The input: Begin

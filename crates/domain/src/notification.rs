//! Inbound notifications about state changes of existing orders.

use chrono::{DateTime, Utc};
use serde::{Deserialize, Serialize};

use checkout_core::{GoogleOrderNumber, Money, SerialNumber};

use crate::address::Address;
use crate::cart::ShoppingCart;
use crate::order::{ChargeFee, FinancialState, FulfillmentState};

/// Fields every notification carries.
#[derive(Debug, Clone, PartialEq, Eq, Serialize, Deserialize)]
pub struct NotificationHeader {
    pub serial_number: SerialNumber,
    pub google_order_number: GoogleOrderNumber,
    pub timestamp: DateTime<Utc>,
}

/// Shipping line applied to a new order.
#[derive(Debug, Clone, Copy, PartialEq, Eq, Serialize, Deserialize)]
#[serde(rename_all = "snake_case")]
pub enum ShippingAdjustmentKind {
    FlatRate,
    MerchantCalculated,
    Pickup,
    CarrierCalculated,
}

impl ShippingAdjustmentKind {
    pub fn tag(&self) -> &'static str {
        match self {
            ShippingAdjustmentKind::FlatRate => "flat-rate-shipping-adjustment",
            ShippingAdjustmentKind::MerchantCalculated => "merchant-calculated-shipping-adjustment",
            ShippingAdjustmentKind::Pickup => "pickup-shipping-adjustment",
            ShippingAdjustmentKind::CarrierCalculated => "carrier-calculated-shipping-adjustment",
        }
    }

    pub fn from_tag(tag: &str) -> Option<Self> {
        match tag {
            "flat-rate-shipping-adjustment" => Some(ShippingAdjustmentKind::FlatRate),
            "merchant-calculated-shipping-adjustment" => Some(ShippingAdjustmentKind::MerchantCalculated),
            "pickup-shipping-adjustment" => Some(ShippingAdjustmentKind::Pickup),
            "carrier-calculated-shipping-adjustment" => Some(ShippingAdjustmentKind::CarrierCalculated),
            _ => None,
        }
    }
}

#[derive(Debug, Clone, PartialEq, Eq, Serialize, Deserialize)]
pub struct ShippingAdjustment {
    pub kind: ShippingAdjustmentKind,
    pub shipping_name: Option<String>,
    pub shipping_cost: Option<Money>,
}

/// Coupon or gift certificate.
#[derive(Debug, Clone, Copy, PartialEq, Eq, Serialize, Deserialize)]
#[serde(rename_all = "snake_case")]
pub enum MerchantCodeKind {
    Coupon,
    GiftCertificate,
}

/// A coupon or gift certificate applied to a new order.
#[derive(Debug, Clone, PartialEq, Eq, Serialize, Deserialize)]
pub struct MerchantCodeAdjustment {
    pub kind: MerchantCodeKind,
    pub code: String,
    pub calculated_amount: Option<Money>,
    pub applied_amount: Option<Money>,
    pub message: Option<String>,
}

#[derive(Debug, Clone, Default, PartialEq, Eq, Serialize, Deserialize)]
pub struct OrderAdjustment {
    pub adjustment_total: Option<Money>,
    pub total_tax: Option<Money>,
    pub merchant_calculation_successful: Option<bool>,
    pub shipping: Option<ShippingAdjustment>,
    pub merchant_codes: Vec<MerchantCodeAdjustment>,
}

#[derive(Debug, Clone, PartialEq, Serialize, Deserialize)]
pub struct NewOrderNotification {
    pub header: NotificationHeader,
    pub buyer_id: Option<String>,
    pub buyer_billing_address: Address,
    pub buyer_shipping_address: Address,
    pub email_allowed: Option<bool>,
    pub shopping_cart: ShoppingCart,
    pub order_adjustment: Option<OrderAdjustment>,
    pub order_total: Money,
    pub financial_order_state: FinancialState,
    pub fulfillment_order_state: FulfillmentState,
}

/// Fraud-screening data for the buyer's payment instrument.
#[derive(Debug, Clone, PartialEq, Eq, Serialize, Deserialize)]
pub struct RiskInformation {
    pub billing_address: Address,
    pub ip_address: Option<String>,
    pub avs_response: Option<String>,
    pub cvn_response: Option<String>,
    pub eligible_for_protection: bool,
    /// Last digits of the card; kept as text so leading zeros survive.
    pub partial_cc_number: Option<String>,
    /// Age of the buyer's account in days.
    pub buyer_account_age: Option<u32>,
}

#[derive(Debug, Clone, PartialEq, Eq, Serialize, Deserialize)]
pub struct RiskInformationNotification {
    pub header: NotificationHeader,
    pub risk_information: RiskInformation,
}

#[derive(Debug, Clone, PartialEq, Eq, Serialize, Deserialize)]
pub struct OrderStateChangeNotification {
    pub header: NotificationHeader,
    pub new_financial_order_state: FinancialState,
    pub previous_financial_order_state: FinancialState,
    pub new_fulfillment_order_state: FulfillmentState,
    pub previous_fulfillment_order_state: FulfillmentState,
    pub reason: Option<String>,
}

#[derive(Debug, Clone, PartialEq, Serialize, Deserialize)]
pub struct ChargeAmountNotification {
    pub header: NotificationHeader,
    pub latest_charge_amount: Money,
    pub total_charge_amount: Money,
    pub latest_charge_fee: Option<ChargeFee>,
}

#[derive(Debug, Clone, PartialEq, Eq, Serialize, Deserialize)]
pub struct AuthorizationAmountNotification {
    pub header: NotificationHeader,
    pub authorization_amount: Money,
    pub authorization_expiration_date: Option<DateTime<Utc>>,
    pub avs_response: Option<String>,
    pub cvn_response: Option<String>,
}

#[derive(Debug, Clone, PartialEq, Eq, Serialize, Deserialize)]
pub struct RefundAmountNotification {
    pub header: NotificationHeader,
    pub latest_refund_amount: Money,
    pub total_refund_amount: Money,
    pub latest_fee_refund_amount: Option<Money>,
}

#[derive(Debug, Clone, PartialEq, Eq, Serialize, Deserialize)]
pub struct ChargebackAmountNotification {
    pub header: NotificationHeader,
    pub latest_chargeback_amount: Money,
    pub total_chargeback_amount: Money,
    pub latest_fee_refund_amount: Option<Money>,
    pub latest_chargeback_fee_amount: Option<Money>,
}

/// All inbound notifications.
#[derive(Debug, Clone, PartialEq, Serialize, Deserialize)]
#[serde(tag = "type", content = "data")]
pub enum Notification {
    NewOrder(NewOrderNotification),
    RiskInformation(RiskInformationNotification),
    OrderStateChange(OrderStateChangeNotification),
    ChargeAmount(ChargeAmountNotification),
    AuthorizationAmount(AuthorizationAmountNotification),
    RefundAmount(RefundAmountNotification),
    ChargebackAmount(ChargebackAmountNotification),
}

impl Notification {
    /// Root element name of the notification document.
    pub fn notification_type(&self) -> &'static str {
        match self {
            Notification::NewOrder(_) => "new-order-notification",
            Notification::RiskInformation(_) => "risk-information-notification",
            Notification::OrderStateChange(_) => "order-state-change-notification",
            Notification::ChargeAmount(_) => "charge-amount-notification",
            Notification::AuthorizationAmount(_) => "authorization-amount-notification",
            Notification::RefundAmount(_) => "refund-amount-notification",
            Notification::ChargebackAmount(_) => "chargeback-amount-notification",
        }
    }

    pub fn header(&self) -> &NotificationHeader {
        match self {
            Notification::NewOrder(n) => &n.header,
            Notification::RiskInformation(n) => &n.header,
            Notification::OrderStateChange(n) => &n.header,
            Notification::ChargeAmount(n) => &n.header,
            Notification::AuthorizationAmount(n) => &n.header,
            Notification::RefundAmount(n) => &n.header,
            Notification::ChargebackAmount(n) => &n.header,
        }
    }

    pub fn serial_number(&self) -> &SerialNumber {
        &self.header().serial_number
    }

    pub fn google_order_number(&self) -> &GoogleOrderNumber {
        &self.header().google_order_number
    }

    /// When the provider emitted the notification.
    pub fn occurred_at(&self) -> DateTime<Utc> {
        self.header().timestamp
    }
}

The input: End

### What the task requires
Start with the first line of the data and print every line exactly. The line containing "use crate::cart::ShoppingCart;" is the last one to include.

### Output below
filename crates/domain/src/notification.rs
//! Inbound notifications about state changes of existing orders.

use chrono::{DateTime, Utc};
use serde::{Deserialize, Serialize};

use checkout_core::{GoogleOrderNumber, Money, SerialNumber};

use crate::address::Address;
use crate::cart::ShoppingCart;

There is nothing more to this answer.